2009 Top 10 Stories #3: Stockton mayor ousted after cop controversy
by Jamie Belnap
Dec 31, 2009 | 635 views | 0 0 comments | 9 9 recommendations | email to a friend | print
Abuse-of-power kicked off with officer giving mayor’s son a ticket

The suspension of a Stockton cop by the town’s mayor for ticketing the mayor’s son during a traffic stop caused an uproar in the small community and across the state this year.

Cpl. Josh Rowell was motioning vehicles to stop on the side of the road to check for license, registration, proof of insurance and DUI on the evening of Oct. 20 when he got word of a white vehicle turning onto a residential street, perhaps in an attempt to avoid the checkpoint. Rowell, who was assigned to drive a squad car stationed at the south side of the checkpoint to catch such motorists, followed after the car and initiated a traffic stop.

When the male driver of the vehicle was unable to produce a driver’s license, Rowell said he issued the man — whom he had never met before — a ticket.

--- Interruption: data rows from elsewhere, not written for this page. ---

//! Broadcast hub — fan-out of log entries and status snapshots to live
//! subscribers.
//!
//! The hub exclusively owns the replay buffer and the attached-subscriber
//! set. All mutation happens under one `std::sync::Mutex`, never across an
//! await point. That single critical section is what makes replay-then-live
//! delivery exactly-once: `attach` snapshots the buffer and registers the
//! subscriber atomically with respect to `publish`, so a subscriber sees
//! every entry once — no gap, no duplicate — across the replay/live
//! boundary.

use serde::{Deserialize, Serialize};
use std::collections::HashMap;
use std::sync::{Mutex, MutexGuard};
use tokio::sync::mpsc;
use uuid::Uuid;

use crate::log::{LogBuffer, LogEntry};
use crate::status::StatusSnapshot;

/// Opaque handle identifying one attached subscriber.
#[derive(Debug, Clone, Copy, PartialEq, Eq, Hash, Serialize, Deserialize)]
pub struct SubscriberId(Uuid);

impl SubscriberId {
    fn new() -> Self {
        Self(Uuid::new_v4())
    }
}

impl std::fmt::Display for SubscriberId {
    fn fmt(&self, f: &mut std::fmt::Formatter<'_>) -> std::fmt::Result {
        write!(f, "{}", self.0)
    }
}

/// Event pushed from the hub to a subscriber's transport.
#[derive(Debug, Clone, Serialize, Deserialize)]
#[serde(tag = "event", content = "data", rename_all = "snake_case")]
pub enum ServerEvent {
    /// A log entry, replayed or live.
    Log(LogEntry),

    /// A status snapshot. Never buffered, never replayed.
    BotStatus(StatusSnapshot),
}

/// Inbound frame from a live-transport client.
#[derive(Debug, Clone, Deserialize)]
#[serde(tag = "event", content = "data", rename_all = "snake_case")]
pub enum ClientEvent {
    /// Inject a command into the shared dispatch pipeline.
    Command { command: String },

    /// Request a status snapshot, delivered back to this subscriber only.
    GetStatus,
}

/// A live attachment: the subscriber's id plus the receiving end of its
/// delivery queue. Dropping the receiver is equivalent to a dead transport;
/// the hub detaches the subscriber on its next failed delivery.
pub struct Subscription {
    pub id: SubscriberId,
    pub rx: mpsc::UnboundedReceiver<ServerEvent>,
}

struct HubInner {
    buffer: LogBuffer,
    subscribers: HashMap<SubscriberId, mpsc::UnboundedSender<ServerEvent>>,
}

/// Fan-out hub for log entries and status snapshots.
///
/// Delivery is fire-and-forget over per-subscriber unbounded queues, so
/// `publish` never blocks the caller. A failed delivery (receiver dropped)
/// detaches that subscriber and is swallowed; the rest of the broadcast
/// continues.
pub struct BroadcastHub {
    inner: Mutex<HubInner>,
}

impl BroadcastHub {
    /// Create a hub whose replay buffer retains `capacity` entries.
    pub fn new(capacity: usize) -> Self {
        Self {
            inner: Mutex::new(HubInner {
                buffer: LogBuffer::new(capacity),
                subscribers: HashMap::new(),
            }),
        }
    }

    /// Register a new subscriber.
    ///
    /// The buffered backlog (oldest first) is queued for the subscriber
    /// before it joins the live set, in the same critical section, so no
    /// concurrently published entry can be missed or seen twice.
    pub fn attach(&self) -> Subscription {
        let (tx, rx) = mpsc::unbounded_channel();
        let id = SubscriberId::new();

        let mut inner = self.lock();
        for entry in inner.buffer.snapshot() {
            // The receiver end is still held here; these sends cannot fail.
            let _ = tx.send(ServerEvent::Log(entry));
        }
        inner.subscribers.insert(id, tx);

        Subscription { id, rx }
    }

    /// Remove a subscriber. Idempotent: unknown ids are a no-op.
    pub fn detach(&self, id: SubscriberId) {
        self.lock().subscribers.remove(&id);
    }

    /// Append `entry` to the replay buffer, then deliver it to every
    /// attached subscriber in the same relative order. Subscribers whose
    /// transport is gone are detached; the failure is not surfaced.
    pub fn publish(&self, entry: LogEntry) {
        let mut inner = self.lock();
        inner.buffer.append(entry.clone());
        inner
            .subscribers
            .retain(|_, tx| tx.send(ServerEvent::Log(entry.clone())).is_ok());
    }

    /// Deliver a status snapshot to every attached subscriber, bypassing
    /// the replay buffer.
    pub fn publish_status(&self, snapshot: StatusSnapshot) {
        let mut inner = self.lock();
        inner
            .subscribers
            .retain(|_, tx| tx.send(ServerEvent::BotStatus(snapshot.clone())).is_ok());
    }

    /// Deliver a status snapshot to one subscriber only. Unknown ids are a
    /// no-op; a dead transport is detached.
    pub fn send_status_to(&self, id: SubscriberId, snapshot: StatusSnapshot) {
        let mut inner = self.lock();
        let failed = match inner.subscribers.get(&id) {
            Some(tx) => tx.send(ServerEvent::BotStatus(snapshot)).is_err(),
            None => false,
        };
        if failed {
            inner.subscribers.remove(&id);
        }
    }

    /// Number of currently attached subscribers.
    pub fn subscriber_count(&self) -> usize {
        self.lock().subscribers.len()
    }

    /// Drop every subscriber. Used at shutdown; there is nothing to flush.
    pub fn detach_all(&self) {
        self.lock().subscribers.clear();
    }

    /// Owned copy of the replay buffer, oldest first.
    pub fn buffer_snapshot(&self) -> Vec<LogEntry> {
        self.lock().buffer.snapshot()
    }

    fn lock(&self) -> MutexGuard<'_, HubInner> {
        self.inner.lock().unwrap_or_else(|e| e.into_inner())
    }
}

impl Default for BroadcastHub {
    fn default() -> Self {
        Self::new(LogBuffer::DEFAULT_CAPACITY)
    }
}

#[cfg(test)]
mod tests {
    use super::*;
    use crate::log::Severity;

    fn entry(msg: &str) -> LogEntry {
        LogEntry::new(msg, Severity::Info)
    }

    fn drain_messages(sub: &mut Subscription) -> Vec<String> {
        let mut out = Vec::new();
        while let Ok(event) = sub.rx.try_recv() {
            match event {
                ServerEvent::Log(e) => out.push(e.message),
                ServerEvent::BotStatus(_) => out.push("<status>".into()),
            }
        }
        out
    }

    #[tokio::test]
    async fn attach_replays_buffer_then_live_entries() {
        let hub = BroadcastHub::new(3);
        // Publish A..D into a capacity-3 buffer: A is evicted.
        for msg in ["A", "B", "C", "D"] {
            hub.publish(entry(msg));
        }

        let mut sub = hub.attach();
        assert_eq!(drain_messages(&mut sub), vec!["B", "C", "D"]);

        // Nothing further until the next publish.
        assert!(sub.rx.try_recv().is_err());

        hub.publish(entry("E"));
        assert_eq!(drain_messages(&mut sub), vec!["E"]);

        let buffered: Vec<_> = hub
            .buffer_snapshot()
            .into_iter()
            .map(|e| e.message)
            .collect();
        assert_eq!(buffered, vec!["C", "D", "E"]);
    }

    #[tokio::test]
    async fn subscribers_see_entries_in_the_same_order() {
        let hub = BroadcastHub::default();
        let mut s1 = hub.attach();
        hub.publish(entry("X"));
        let mut s2 = hub.attach();
        hub.publish(entry("Y"));

        // S1 saw X live, then Y. S2 saw X only via replay, then Y live.
        assert_eq!(drain_messages(&mut s1), vec!["X", "Y"]);
        assert_eq!(drain_messages(&mut s2), vec!["X", "Y"]);
    }

    #[tokio::test]
    async fn detach_is_idempotent() {
        let hub = BroadcastHub::default();
        let sub = hub.attach();
        assert_eq!(hub.subscriber_count(), 1);

        hub.detach(sub.id);
        hub.detach(sub.id);
        assert_eq!(hub.subscriber_count(), 0);

        // Detaching an id that was never attached is also a no-op.
        let other = hub.attach();
        hub.detach(other.id);
        hub.detach(SubscriberId::new());
        assert_eq!(hub.subscriber_count(), 0);
    }

    #[tokio::test]
    async fn dead_subscriber_is_reaped_without_disturbing_others() {
        let hub = BroadcastHub::default();
        let dead = hub.attach();
        let mut live = hub.attach();
        assert_eq!(hub.subscriber_count(), 2);

        drop(dead.rx);
        hub.publish(entry("after-drop"));

        assert_eq!(hub.subscriber_count(), 1);
        assert_eq!(drain_messages(&mut live), vec!["after-drop"]);
    }

    #[tokio::test]
    async fn status_bypasses_the_buffer() {
        let hub = BroadcastHub::default();
        let mut sub = hub.attach();

        hub.publish_status(StatusSnapshot::default());
        assert_eq!(drain_messages(&mut sub), vec!["<status>"]);
        assert!(hub.buffer_snapshot().is_empty());

        // A later subscriber gets no status replay.
        let mut late = hub.attach();
        assert!(late.rx.try_recv().is_err());
    }

    #[tokio::test]
    async fn targeted_status_reaches_only_its_subscriber() {
        let hub = BroadcastHub::default();
        let mut s1 = hub.attach();
        let mut s2 = hub.attach();

        hub.send_status_to(s1.id, StatusSnapshot::default());
        assert_eq!(drain_messages(&mut s1), vec!["<status>"]);
        assert!(s2.rx.try_recv().is_err());

        // Unknown target is a no-op.
        hub.send_status_to(SubscriberId::new(), StatusSnapshot::default());
        assert_eq!(hub.subscriber_count(), 2);
    }

    #[tokio::test]
    async fn detach_all_clears_subscribers_and_closes_queues() {
        let hub = BroadcastHub::default();
        let mut sub = hub.attach();
        hub.detach_all();
        assert_eq!(hub.subscriber_count(), 0);
        // The queue closes once the sender is gone.
        assert!(sub.rx.recv().await.is_none());
    }

    #[test]
    fn server_event_wire_format() {
        let event = ServerEvent::Log(entry("hello"));
        let json = serde_json::to_string(&event).unwrap();
        assert!(json.starts_with(r#"{"event":"log","data":{"#));

        let event = ServerEvent::BotStatus(StatusSnapshot::default());
        let json = serde_json::to_string(&event).unwrap();
        assert!(json.starts_with(r#"{"event":"bot_status","data":{"#));
    }

    #[test]
    fn client_event_wire_format() {
        let frame = r#"{"event":"command","data":{"command":"status"}}"#;
        match serde_json::from_str::<ClientEvent>(frame).unwrap() {
            ClientEvent::Command { command } => assert_eq!(command, "status"),
            other => panic!("unexpected event: {other:?}"),
        }

        let frame = r#"{"event":"get_status"}"#;
        assert!(matches!(
            serde_json::from_str::<ClientEvent>(frame).unwrap(),
            ClientEvent::GetStatus
        ));

        assert!(serde_json::from_str::<ClientEvent>("not json").is_err());
        assert!(serde_json::from_str::<ClientEvent>(r#"{"event":"unknown"}"#).is_err());
    }
}
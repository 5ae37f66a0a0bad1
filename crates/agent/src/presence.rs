//! Presence agent facade.
//!
//! Tracks the connection and AFK state the control plane observes, and
//! emits the log lines for every transition through the shared fan-out
//! logger. The actual remote-protocol session is owned by the embedding
//! application; it reports vitals back through [`PresenceAgent::update_vitals`].

use async_trait::async_trait;
use std::sync::Mutex;

use warden_config::AgentConfig;
use warden_core::error::AgentError;
use warden_core::logger::Logger;
use warden_core::status::{AgentHandle, AgentStatus};

#[derive(Debug, Default)]
struct PresenceState {
    initialized: bool,
    connected: bool,
    afk_active: bool,
    health: Option<f32>,
    food: Option<u32>,
}

/// The agent collaborator: a presence session on a remote server.
pub struct PresenceAgent {
    username: String,
    server: String,
    logger: Logger,
    state: Mutex<PresenceState>,
}

impl PresenceAgent {
    pub fn new(config: &AgentConfig, logger: Logger) -> Self {
        Self {
            username: config.username.clone(),
            server: config.server.clone(),
            logger,
            state: Mutex::new(PresenceState::default()),
        }
    }

    /// Record vitals reported by the remote session.
    pub fn update_vitals(&self, health: f32, food: u32) {
        let mut state = self.lock();
        state.health = Some(health);
        state.food = Some(food);
    }

    fn lock(&self) -> std::sync::MutexGuard<'_, PresenceState> {
        self.state.lock().unwrap_or_else(|e| e.into_inner())
    }
}

#[async_trait]
impl AgentHandle for PresenceAgent {
    async fn connect(&self) -> Result<(), AgentError> {
        {
            let mut state = self.lock();
            state.initialized = true;
            if state.connected {
                drop(state);
                self.logger
                    .warning(format!("Already connected to {}", self.server));
                return Ok(());
            }
        }

        self.logger.info(format!(
            "Connecting to {} as {}...",
            self.server, self.username
        ));

        self.lock().connected = true;
        self.logger
            .success(format!("Connected to {}", self.server));
        Ok(())
    }

    async fn disconnect(&self) -> Result<(), AgentError> {
        {
            let mut state = self.lock();
            if !state.connected {
                return Ok(());
            }
            state.connected = false;
            state.afk_active = false;
            state.health = None;
            state.food = None;
        }

        self.logger
            .info(format!("Disconnected from {}", self.server));
        Ok(())
    }

    async fn set_afk(&self, active: bool) -> Result<(), AgentError> {
        {
            let mut state = self.lock();
            if !state.connected {
                return Err(AgentError::NotConnected);
            }
            state.afk_active = active;
        }

        if active {
            self.logger.success("AFK mode activated");
        } else {
            self.logger.info("AFK mode deactivated");
        }
        Ok(())
    }

    fn status(&self) -> Result<AgentStatus, AgentError> {
        let state = self.lock();
        if !state.initialized {
            return Err(AgentError::NotInitialized);
        }

        Ok(AgentStatus {
            connected: state.connected,
            server: state.connected.then(|| self.server.clone()),
            afk_active: state.afk_active,
            username: Some(self.username.clone()),
            health: state.health,
            food: state.food,
        })
    }
}
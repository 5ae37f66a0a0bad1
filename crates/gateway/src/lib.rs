//! HTTP gateway for AFKWarden.
//!
//! Exposes the read-only status page, a health probe, and the WebSocket
//! live-transport endpoint for dashboard clients. Serving of the dashboard's
//! static assets is an external concern; this gateway only carries state
//! and events.
//!
//! Built on Axum for high performance async HTTP.

pub mod status_page;
pub mod ws;

use axum::{Router, http::Method, response::Json, routing::get};
use chrono::{DateTime, Utc};
use serde::Serialize;
use std::sync::Arc;
use tower_http::cors::{Any, CorsLayer};
use tracing::info;

use warden_core::command::CommandRouter;
use warden_core::error::ChannelError;
use warden_core::hub::BroadcastHub;
use warden_core::logger::Logger;
use warden_core::status::StatusAggregator;

/// Shared application state for the gateway.
///
/// All interior mutability lives behind the hub; the state itself is
/// immutable once built.
pub struct GatewayState {
    pub hub: Arc<BroadcastHub>,
    pub router: Arc<CommandRouter>,
    pub aggregator: Arc<StatusAggregator>,
    pub logger: Logger,
    pub config: warden_config::AppConfig,
    pub started_at: DateTime<Utc>,
}

pub type SharedState = Arc<GatewayState>;

/// Build the Axum router with all gateway routes.
///
/// Dashboard assets are served elsewhere, so cross-origin GETs and
/// WebSocket upgrades must be allowed.
pub fn build_router(state: SharedState) -> Router {
    let cors = CorsLayer::new()
        .allow_origin(Any)
        .allow_methods([Method::GET])
        .allow_headers(Any);

    Router::new()
        .route("/", get(status_page::status_page_handler))
        .route("/health", get(health_handler))
        .route("/ws", get(ws::ws_handler))
        .layer(cors)
        .layer(tower_http::trace::TraceLayer::new_for_http())
        .with_state(state)
}

/// Start the gateway HTTP server. Runs until the process shuts down.
pub async fn start(state: SharedState) -> Result<(), ChannelError> {
    let addr = format!("{}:{}", state.config.gateway.host, state.config.gateway.port);
    let port = state.config.gateway.port;
    let logger = state.logger.clone();

    let app = build_router(state);
    let listener =
        tokio::net::TcpListener::bind(&addr)
            .await
            .map_err(|e| ChannelError::BindFailed {
                addr: addr.clone(),
                reason: e.to_string(),
            })?;

    logger.info(format!("Web interface started on port {port}"));
    logger.info(format!(
        "Access the control panel at http://localhost:{port}"
    ));
    info!(addr = %addr, "Gateway listening");

    axum::serve(listener, app)
        .await
        .map_err(|e| ChannelError::ConnectionLost(e.to_string()))
}

#[derive(Serialize)]
struct HealthResponse {
    status: &'static str,
    version: &'static str,
}

async fn health_handler() -> Json<HealthResponse> {
    Json(HealthResponse {
        status: "ok",
        version: env!("CARGO_PKG_VERSION"),
    })
}


#[cfg(test)]
mod tests {
    use super::*;
    use axum::body::Body;
    use axum::http::{Request, StatusCode};
    use http_body_util::BodyExt;
    use tower::ServiceExt;

    #[tokio::test]
    async fn health_endpoint() {
        let (state, _) = test_support::state_with(Ok(test_support::connected_status()));
        let app = build_router(state);

        let req = Request::builder()
            .uri("/health")
            .body(Body::empty())
            .unwrap();

        let response = app.oneshot(req).await.unwrap();
        assert_eq!(response.status(), StatusCode::OK);

        let body = response.into_body().collect().await.unwrap().to_bytes();
        let text = String::from_utf8_lossy(&body);
        assert!(text.contains("\"ok\""));
    }

    #[tokio::test]
    async fn unknown_route_is_404() {
        let (state, _) = test_support::state_with(Ok(test_support::connected_status()));
        let app = build_router(state);

        let req = Request::builder()
            .uri("/nope")
            .body(Body::empty())
            .unwrap();

        let response = app.oneshot(req).await.unwrap();
        assert_eq!(response.status(), StatusCode::NOT_FOUND);
    }
}
//! Console ingress adapter.
//!
//! Reads one command per line from stdin in a background task and forwards
//! each non-empty trimmed line to the command router. Reading resumes
//! immediately after dispatch; downstream side effects surface as log
//! entries, not as replies.

use std::sync::Arc;
use tokio::io::{self, AsyncBufReadExt, BufReader};
use tokio::task::JoinHandle;
use tracing::warn;

use warden_core::command::{CommandRequest, CommandRouter, SourceChannel};

/// What to do with one line of console input.
#[derive(Debug, PartialEq, Eq)]
enum LineAction {
    /// Blank input, keep reading.
    Skip,
    /// The operator asked to end the session.
    Exit,
    /// Route the trimmed text as a command.
    Dispatch(String),
}

fn classify(line: &str) -> LineAction {
    let line = line.trim();
    if line.is_empty() {
        return LineAction::Skip;
    }
    if matches!(line, "exit" | "quit") {
        return LineAction::Exit;
    }
    LineAction::Dispatch(line.to_string())
}

/// Interactive console channel for operator commands.
pub struct ConsoleChannel {
    router: Arc<CommandRouter>,
}

impl ConsoleChannel {
    pub fn new(router: Arc<CommandRouter>) -> Self {
        Self { router }
    }

    /// Spawn the reader task.
    ///
    /// Completion of the returned handle means the operator typed `exit`
    /// or stdin closed (Ctrl+D); the caller treats either as a shutdown
    /// request.
    pub fn spawn(self) -> JoinHandle<()> {
        tokio::spawn(async move {
            let stdin = io::stdin();
            let reader = BufReader::new(stdin);
            let mut lines = reader.lines();

            loop {
                match lines.next_line().await {
                    Ok(Some(line)) => match classify(&line) {
                        LineAction::Skip => continue,
                        LineAction::Exit => break,
                        LineAction::Dispatch(text) => {
                            self.router
                                .route(CommandRequest::new(text, SourceChannel::Console))
                                .await;
                        }
                    },
                    Ok(None) => break, // EOF (Ctrl+D)
                    Err(e) => {
                        warn!(error = %e, "Console input error");
                        break;
                    }
                }
            }
        })
    }
}
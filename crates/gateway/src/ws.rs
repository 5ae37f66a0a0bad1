//! Live-transport endpoint.
//!
//! Each dashboard connection attaches to the broadcast hub, receives the
//! buffered backlog, then live entries as they are published. Inbound
//! frames carry commands and status requests; malformed frames are
//! ignored. Disconnection detaches the subscriber.

use axum::{
    extract::State,
    extract::ws::{Message as WsMessage, WebSocket, WebSocketUpgrade},
    response::IntoResponse,
};
use futures::{SinkExt, StreamExt};
use tracing::debug;

use crate::SharedState;
use warden_core::command::{CommandRequest, SourceChannel};
use warden_core::hub::{ClientEvent, SubscriberId, Subscription};

/// `GET /ws` — live-transport upgrade for dashboard clients.
pub async fn ws_handler(
    ws: WebSocketUpgrade,
    State(state): State<SharedState>,
) -> impl IntoResponse {
    ws.on_upgrade(move |socket| handle_connection(socket, state))
}

async fn handle_connection(socket: WebSocket, state: SharedState) {
    // Attach before anything else: replay is queued atomically with
    // registration, so no published entry can slip between the two.
    let Subscription { id, mut rx } = state.hub.attach();
    state.logger.info("Dashboard client connected");

    let (mut sink, mut stream) = socket.split();

    loop {
        tokio::select! {
            event = rx.recv() => {
                // None means the hub dropped us (shutdown teardown).
                let Some(event) = event else { break };
                let frame = match serde_json::to_string(&event) {
                    Ok(frame) => frame,
                    Err(e) => {
                        debug!(error = %e, "Skipping unserializable event");
                        continue;
                    }
                };
                if sink.send(WsMessage::Text(frame.into())).await.is_err() {
                    break;
                }
            }
            msg = stream.next() => {
                match msg {
                    Some(Ok(WsMessage::Text(text))) => {
                        handle_client_frame(&text, id, &state).await;
                    }
                    Some(Ok(WsMessage::Close(_))) | None => break,
                    Some(Ok(_)) => {} // ignore binary, ping, pong
                    Some(Err(_)) => break,
                }
            }
        }
    }

    state.hub.detach(id);
    state.logger.info("Dashboard client disconnected");
}

async fn handle_client_frame(text: &str, id: SubscriberId, state: &SharedState) {
    let event: ClientEvent = match serde_json::from_str(text) {
        Ok(event) => event,
        Err(e) => {
            // Ingress errors are dropped, never surfaced to the client.
            debug!(error = %e, "Ignoring malformed client frame");
            return;
        }
    };

    match event {
        ClientEvent::Command { command } => {
            state
                .logger
                .info(format!("Dashboard command received: {command}"));
            state
                .router
                .route(CommandRequest::new(command, SourceChannel::Live))
                .await;
        }
        ClientEvent::GetStatus => {
            let snapshot = state.aggregator.compute_snapshot();
            state.hub.send_status_to(id, snapshot);
        }
    }
}

#[cfg(test)]
mod tests {
    use super::*;
    use crate::test_support;
    use warden_core::hub::ServerEvent;
    use warden_core::log::Severity;

    #[tokio::test]
    async fn command_frames_are_logged_and_routed() {
        let (state, dispatch) = test_support::state_with(Ok(test_support::connected_status()));
        let sub = state.hub.attach();

        handle_client_frame(
            r#"{"event":"command","data":{"command":"afk on"}}"#,
            sub.id,
            &state,
        )
        .await;

        assert_eq!(*dispatch.0.lock().unwrap(), vec!["afk on"]);

        // The receipt log entry went through the fan-out into the buffer.
        let buffered = state.hub.buffer_snapshot();
        assert!(
            buffered
                .iter()
                .any(|e| e.message.contains("Dashboard command received: afk on")
                    && e.severity == Severity::Info)
        );
    }

    #[tokio::test]
    async fn get_status_replies_to_that_subscriber_only() {
        let (state, _) = test_support::state_with(Ok(test_support::connected_status()));
        let mut asking = state.hub.attach();
        let mut bystander = state.hub.attach();

        handle_client_frame(r#"{"event":"get_status"}"#, asking.id, &state).await;

        match asking.rx.try_recv().unwrap() {
            ServerEvent::BotStatus(snapshot) => {
                assert!(snapshot.connected);
                assert_eq!(snapshot.username.as_deref(), Some("Warden"));
            }
            other => panic!("unexpected event: {other:?}"),
        }
        assert!(bystander.rx.try_recv().is_err());

        // Status never lands in the replay buffer.
        assert!(state.hub.buffer_snapshot().is_empty());
    }

    #[tokio::test]
    async fn malformed_frames_are_ignored() {
        let (state, dispatch) = test_support::state_with(Ok(test_support::connected_status()));
        let sub = state.hub.attach();

        for frame in ["not json", "{}", r#"{"event":"teleport"}"#] {
            handle_client_frame(frame, sub.id, &state).await;
        }

        assert!(dispatch.0.lock().unwrap().is_empty());
        assert_eq!(state.hub.subscriber_count(), 1);
    }

    #[tokio::test]
    async fn blank_command_frames_never_reach_dispatch() {
        let (state, dispatch) = test_support::state_with(Ok(test_support::connected_status()));
        let sub = state.hub.attach();

        handle_client_frame(
            r#"{"event":"command","data":{"command":"   "}}"#,
            sub.id,
            &state,
        )
        .await;

        assert!(dispatch.0.lock().unwrap().is_empty());
    }
}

“The man then said, ‘I’m out looking for my dog, so I’m going to be driving around. Tell your buddies not to pull me over,’” Rowell reported back in October. “I said, ‘No, no, no. If you don’t have a driver’s license, don’t go driving around.’”

Rowell threatened to pull the man over again if he saw him out driving later without a license. Rowell then returned to the checkpoint and turned the ticket stub into the court clerk. It was then he found out that the man he had just issued the ticket to was Stockton Mayor Dan Rydalch’s son.

Not long later, Mayor Rydalch drove his truck down to the checkpoint. When Rowell went to talk to the mayor, the mayor abruptly fired him. Then, after cooling down a bit, the mayor retracted the firing and suspended Rowell instead.

Rydalch refused to comment on the situation beyond saying that it had nothing to do with the ticket but rather with the “manner in which the situation was handled.”

In a closed-door executive session between town council members and the mayor on Oct. 29, Rydalch released his first version of his reasoning behind his actions, but failed to attend a public meeting held directly after the closed session to provide that statement verbally to concerned residents or Rowell himself.

“If my son was driving without a license then he was wrong and should face the appropriate penalty,” Rydalch wrote. “This incident is not about my son. This is about an officer exceeding the proper scope of traffic checkpoints, subjecting the town to complaints for unconstitutional stops, and refusing to cooperate with his supervisor.”

The public was given the opportunity to comment at the meeting and resoundingly voiced disapproval of the mayor for not attending the meeting and for being so hasty in his actions.

“If he had a problem he should have filed it with the police chief,” said Stockton resident Nando Meli at the October meeting, adding that he believed the mayor should resign after such a spectacle.

After the public comment session was closed, the town council voted unanimously to reinstate Rowell with full back pay.

While some Stockton voters had already mailed in their ballots for the mayoral election prior to the scandal taking place, remaining voters made their wishes of wanting a new start known by electing Rydalch’s competitor Mark Whitney to head up the town by a 75 percent margin.

“I think voters did what they wanted to do and that was to see change,” Whitney said following the election. “I’d like to say people really just wanted to see me in office, but I also have to be realistic about this. I think the mayor’s recent actions helped me out.”